A minimal framework for ML competitions with Hydra configs, WandB sweeps, and modular components. It is meant as a starting point for competitions, and is not a production-ready framework. It's also not made with the idea in mind to continuously improve the framework.
Note! There's a lot of things we don't go into deep detail about. If you want to know more, deep research on both google's side and openai's side are incredibly good resources. USE THEM.
Before starting, and at the start, it's important to do EDA. Because quite often the biggest problem you have in machine learning is that you're not limited by your model capabilities, but by your data. In the Malaria competition our models outperformed the data (by our judgement) after ~5 weeks, and in a satellite imagery competition after ~2 weeks. After that point, it becomes hard to judge whether a change will help or hurt. That's on the side of checking whether your data is of high enough quality. But even if it is, it's still important to do EDA to get a better understanding of your data. This will inform model choices, augmentation choices, and postprocessing choices.
The most general setup for a competition is as follows:
- Lots of augmentations for regularization.
- Lots of different models to try, always from a pretrained model.

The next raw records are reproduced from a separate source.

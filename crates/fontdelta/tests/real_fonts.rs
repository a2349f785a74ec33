//! End-to-end runs on harfrust, tiny-skia and ICU with the DejaVu Sans faces

use std::fs;
use std::path::PathBuf;
use std::sync::Arc;

use fontdelta::fontdb::Font;
use fontdelta::unicode::UnicodeData;
use fontdelta::{
    report::MemoryReporter, Differ, FontHandle, MemoryWordlists, WordlistDir, WordlistSource,
};
use fontdelta_core::traits::FontRef;

fn font_bytes(name: &str) -> Vec<u8> {
    let path = PathBuf::from(env!("CARGO_MANIFEST_DIR"))
        .join("../../test-fonts")
        .join(name);
    fs::read(&path).expect("read test font")
}

fn handle(font: Font) -> FontHandle {
    FontHandle::new(Arc::new(font))
}

fn load(name: &str) -> FontHandle {
    handle(Font::from_data(font_bytes(name)).expect("parse test font"))
}

fn real_differ(wordlists: Arc<dyn WordlistSource>) -> Differ {
    Differ::builder()
        .pipeline(fontdelta::default_pipeline().unwrap())
        .character_data(Arc::new(UnicodeData::new()))
        .wordlists(wordlists)
        .reporter(Arc::new(MemoryReporter::new()))
        .build()
        .unwrap()
}

/// Packs single fonts into one collection file
///
/// Each face keeps its bytes; only the table directories are copied in
/// front with offsets moved to the face's new position.
fn font_collection(faces: &[Vec<u8>]) -> Vec<u8> {
    let align = |n: usize| (n + 3) & !3;
    let table_count = |face: &[u8]| usize::from(u16::from_be_bytes([face[4], face[5]]));

    let header_len = 12 + 4 * faces.len();
    let mut dir_offsets = Vec::new();
    let mut pos = header_len;
    for face in faces {
        dir_offsets.push(pos);
        pos += 12 + 16 * table_count(face);
    }
    let mut bases = Vec::new();
    pos = align(pos);
    for face in faces {
        bases.push(pos);
        pos = align(pos + face.len());
    }

    let mut out = Vec::with_capacity(pos);
    out.extend_from_slice(b"ttcf");
    out.extend_from_slice(&0x0001_0000u32.to_be_bytes());
    out.extend_from_slice(&(faces.len() as u32).to_be_bytes());
    for offset in &dir_offsets {
        out.extend_from_slice(&(*offset as u32).to_be_bytes());
    }
    for (face, base) in faces.iter().zip(&bases) {
        out.extend_from_slice(&face[..12]);
        for record in face[12..12 + 16 * table_count(face)].chunks_exact(16) {
            let offset = u32::from_be_bytes([record[8], record[9], record[10], record[11]]);
            out.extend_from_slice(&record[..8]);
            out.extend_from_slice(&(offset + *base as u32).to_be_bytes());
            out.extend_from_slice(&record[12..]);
        }
    }
    for (face, base) in faces.iter().zip(&bases) {
        out.resize(*base, 0);
        out.extend_from_slice(face);
    }
    out.resize(pos, 0);
    out
}

#[test]
fn test_identical_fonts_produce_an_empty_report() {
    let dir = tempfile::tempdir().unwrap();
    fs::write(dir.path().join("Latin.txt"), "Hamburgefonstiv\nwaffle,latn,dflt,liga\n").unwrap();
    let differ = real_differ(Arc::new(WordlistDir::new(dir.path())));

    let diff = differ
        .diff_fonts(&load("DejaVuSans.ttf"), &load("DejaVuSans.ttf"))
        .unwrap();

    assert!(diff.glyphs.missing.is_empty());
    assert!(diff.glyphs.new.is_empty());
    assert!(diff.glyphs.modified.is_empty());
    assert!(diff.words.is_empty());
}

#[test]
fn test_bold_against_regular_reports_glyphs_and_words() {
    let dir = tempfile::tempdir().unwrap();
    fs::write(dir.path().join("Latin.txt"), "Hamburgefonstiv\n").unwrap();
    let differ = real_differ(Arc::new(WordlistDir::new(dir.path())));

    let diff = differ
        .diff_fonts(&load("DejaVuSans.ttf"), &load("DejaVuSans-Bold.ttf"))
        .unwrap();

    assert!(!diff.glyphs.modified.is_empty());
    let scores: Vec<f64> = diff.glyphs.modified.iter().map(|g| g.changed_pixels).collect();
    assert!(scores.windows(2).all(|w| w[0] >= w[1]));

    let latin = diff.words.get("Latin").expect("Latin findings");
    assert_eq!(latin[0].string, "Hamburgefonstiv");
    assert_ne!(latin[0].signature_before, latin[0].signature_after);
}

#[test]
fn test_collection_face_shapes_and_renders_like_its_single_font() {
    let regular = font_bytes("DejaVuSans.ttf");
    let bold = font_bytes("DejaVuSans-Bold.ttf");
    let ttc = font_collection(&[regular, bold]);

    let face = Font::from_data_index(ttc.clone(), 1).unwrap();
    assert_eq!(FontRef::face_index(&face), 1);
    let face = handle(face);
    let differ = real_differ(Arc::new(MemoryWordlists::new()));

    let glyphs = differ
        .diff_glyphs(&face, &load("DejaVuSans-Bold.ttf"))
        .unwrap();
    assert!(glyphs.is_empty(), "face 1 is the bold font: {glyphs:?}");

    let first = handle(Font::from_data_index(ttc, 0).unwrap());
    let diff = differ
        .compare_renders("a", None, None, &[], &first, &face)
        .unwrap();
    assert!(diff.score > 0.0);
}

- Cosine scheduling for the learning rate.
- AdamW optimizer.
- A couple ways to ensemble the models.
- Sweeping. Lots and lots of sweeping. The most important parameters are often the learning rate, batch size, and model architecture.

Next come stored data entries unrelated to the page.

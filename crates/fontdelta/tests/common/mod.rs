//! Deterministic stand-ins for fonts and backends
//!
//! Fonts carry a one-byte id as their data. The stub renderer draws every
//! glyph as a single pixel whose gray level it looks up by `(font id, gid)`,
//! so tests can change one glyph's "outline" without touching the cmap.

#![allow(dead_code)]

use std::collections::{BTreeMap, BTreeSet, HashMap};
use std::sync::Arc;

use fontdelta::{
    report::{MemoryReporter, Reporter},
    DiffConfig, Differ, FontHandle, MemoryWordlists, Pipeline,
};
use fontdelta_core::{
    traits::{CharacterData, FontRef, Renderer, Shaper},
    types::{BitmapData, BitmapFormat, Direction, PositionedGlyph, ShapingResult},
    RenderParams, Result, ShapingParams,
};

pub const DEFAULT_INK: u8 = 128;

pub struct StubFont {
    id: u8,
    cmap: BTreeMap<char, (u32, f32)>,
}

impl StubFont {
    /// Lowercase and uppercase ASCII plus `é`, each 500 units wide
    pub fn latin(id: u8) -> Self {
        let cmap = ('a'..='z')
            .chain('A'..='Z')
            .chain(['é'])
            .enumerate()
            .map(|(i, ch)| (ch, (i as u32 + 1, 500.0)))
            .collect();
        Self { id, cmap }
    }

    pub fn without(mut self, ch: char) -> Self {
        self.cmap.remove(&ch);
        self
    }

    pub fn with_advance(mut self, ch: char, advance: f32) -> Self {
        if let Some(entry) = self.cmap.get_mut(&ch) {
            entry.1 = advance;
        }
        self
    }

    pub fn with_digits(mut self) -> Self {
        let next = self.cmap.len() as u32 + 1;
        for (i, ch) in ('0'..='9').enumerate() {
            self.cmap.insert(ch, (next + i as u32, 500.0));
        }
        self
    }

    pub fn gid(&self, ch: char) -> u32 {
        self.cmap.get(&ch).map_or(0, |(gid, _)| *gid)
    }

    pub fn handle(self) -> FontHandle {
        FontHandle::new(Arc::new(self))
    }
}

impl FontRef for StubFont {
    fn data(&self) -> &[u8] {
        std::slice::from_ref(&self.id)
    }

    fn units_per_em(&self) -> u16 {
        1000
    }

    fn glyph_id(&self, ch: char) -> Option<u32> {
        self.cmap.get(&ch).map(|(gid, _)| *gid)
    }

    fn advance_width(&self, glyph_id: u32) -> f32 {
        self.cmap
            .values()
            .find(|(gid, _)| *gid == glyph_id)
            .map_or(0.0, |(_, advance)| *advance)
    }

    fn codepoints(&self) -> BTreeSet<u32> {
        self.cmap.keys().map(|&ch| ch as u32).collect()
    }
}

/// One glyph per character, `.notdef` for anything unmapped
pub struct StubShaper;

impl Shaper for StubShaper {
    fn name(&self) -> &'static str {
        "stub"
    }

    fn shape(
        &self,
        text: &str,
        font: Arc<dyn FontRef>,
        params: &ShapingParams,
    ) -> Result<ShapingResult> {
        let scale = params.size / f32::from(font.units_per_em());
        let mut x = 0.0;
        let mut glyphs = Vec::new();
        for (cluster, ch) in text.char_indices() {
            let id = font.glyph_id(ch).unwrap_or(0);
            let advance = font.advance_width(id) * scale;
            glyphs.push(PositionedGlyph {
                id,
                x,
                y: 0.0,
                advance,
                cluster: cluster as u32,
            });
            x += advance;
        }
        Ok(ShapingResult {
            glyphs,
            advance_width: x,
            advance_height: params.size,
            direction: params.direction.unwrap_or(Direction::LeftToRight),
        })
    }
}

/// A one-row bitmap, one pixel per glyph
#[derive(Default)]
pub struct StubRenderer {
    ink: HashMap<(u8, u32), u8>,
}

impl StubRenderer {
    pub fn new() -> Self {
        Self::default()
    }

    /// Makes `gid` in font `font_id` draw with a different gray level
    pub fn with_ink(mut self, font_id: u8, gid: u32, value: u8) -> Self {
        self.ink.insert((font_id, gid), value);
        self
    }
}

impl Renderer for StubRenderer {
    fn name(&self) -> &'static str {
        "stub"
    }

    fn render(
        &self,
        shaped: &ShapingResult,
        font: Arc<dyn FontRef>,
        _params: &RenderParams,
    ) -> Result<BitmapData> {
        let id = font.data().first().copied().unwrap_or(0);
        let data: Vec<u8> = shaped
            .glyphs
            .iter()
            .map(|g| {
                // Advances are drawn too, so spacing edits show up as pixels
                let base = *self.ink.get(&(id, g.id)).unwrap_or(&DEFAULT_INK);
                base.wrapping_add((g.advance * 10.0) as u8)
            })
            .collect();
        Ok(BitmapData {
            width: data.len() as u32,
            height: 1,
            format: BitmapFormat::Gray8,
            data,
        })
    }
}

/// ASCII and Latin-1 letters are Latin, digits are Common
pub struct StubCharacters;

impl CharacterData for StubCharacters {
    fn script_name(&self, codepoint: u32) -> Option<String> {
        let ch = char::from_u32(codepoint)?;
        if ch.is_ascii_digit() {
            Some("Common".into())
        } else if ch.is_alphabetic() && (codepoint < 0x250) {
            Some("Latin".into())
        } else {
            None
        }
    }

    fn char_name(&self, ch: char) -> Option<String> {
        match ch {
            'A' => Some("LATIN CAPITAL LETTER A".into()),
            'é' => Some("LATIN SMALL LETTER E WITH ACUTE".into()),
            _ => None,
        }
    }
}

pub fn pipeline(renderer: StubRenderer) -> Pipeline {
    Pipeline::builder()
        .shaper(Arc::new(StubShaper))
        .renderer(Arc::new(renderer))
        .build()
        .unwrap()
}

pub fn make_differ(
    renderer: StubRenderer,
    wordlists: MemoryWordlists,
    config: DiffConfig,
) -> (Differ, Arc<MemoryReporter>) {
    let reporter = Arc::new(MemoryReporter::new());
    let differ = Differ::builder()
        .pipeline(pipeline(renderer))
        .character_data(Arc::new(StubCharacters))
        .wordlists(Arc::new(wordlists))
        .reporter(reporter.clone() as Arc<dyn Reporter>)
        .config(config)
        .build()
        .unwrap();
    (differ, reporter)
}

There are other things you can do besides this, like synthetic data generation or postprocessing functions for example, but you're basically guaranteed to be doing the above.
Things that sometimes help:
- Using exponential moving averages of your model weights. We've found this to also be quite a safe default, and there's a good implementation here.
- Postprocessing functions. Postprocessing functions can sometimes be a good way to improve your score. We've used them to smooth predictions for the Malaria competition and the Wave Inversion competition. But a really big pitfall is that people often make postprocessing functions you don't need. Models have a crazy ability to learn patterns, so if something helps the model probably already does it. So before you create a postprocessing function, first verify by looking at plenty of model predictions that it's actually necessary (otherwise you'll waste a lot of time).
uv is a great package manager, where the main advantage is speed. It mimics pip in functionality, and also creates a .venv folder in the current directory. But installation time of a package is near 0, and it has significantly better dependency resolution. The documentation of uv is good, so you can find anything specific there, but some short notes:
To create a project, run:
uv initTo install a package, run:
uv add <package-name>And to run a script, run:
uv run <script-name>We do recommend WandB initially, as it's very easy to set up and use. It's good for logging metrics, and most importantly for running the same sweep across multiple machines. Using a config like the sweep_config.yaml in this repo is a good starting point.
To log metrics, you put statements in your code like the following:
wandb.log({"train/accuracy": accuracy})This will log the accuracy metric to wandb, and you can view it in the wandb dashboard. It even handily seperates 'train' and 'val' metrics if you use / to seperate the metric name.
To run a sweep, create a .yaml file that defines your sweep, and run the following command:
wandb sweep <yaml-path>In our case, this would be:
uv run wandb sweep configs/sweeps/sweep_config.yamlThis will return a sweep command, which looks like this:
uv run wandb agent <user>/<project-name>/<sweep-id>If you are all part of the same wandb team, then you can run this command on multiple machines to run the same sweep across multiple machines, significantly speeding up the process.
A lot of our PCs have 2 GPUs, and distributed training can be a pain in the ass. So instead, when sweeping, we tend to run an instance of the sweep on each GPU. To do this, open 2 terminal windows, and run the following commands:
CUDA_VISIBLE_DEVICES=0 wandb agent <user>/<project-name>/<sweep-id>CUDA_VISIBLE_DEVICES=1 wandb agent <user>/<project-name>/<sweep-id>This will run the sweep on both GPUs independently, side-stepping the problems distributed training can cause.
In the past year, we've used WandB a lot for our experiment tracking and hyperparameter optimization, and found that in a lot of cases it breaks in unexpected ways. It also lacks feature completeness, like being able to pick your own algorithm for hyperparameter optimization. And the reason this tends to be a time consuming issue every time is because their documentation is wildly incomplete (even claude often can't help). MLFlow is more difficult to set up, but we found it to be more reliable and feature complete. It's also Bring Your Own Hyperparameter Optimization (BYOHPO) friendly. Because of WandB's simplicity though, we still recommend it as a starting point.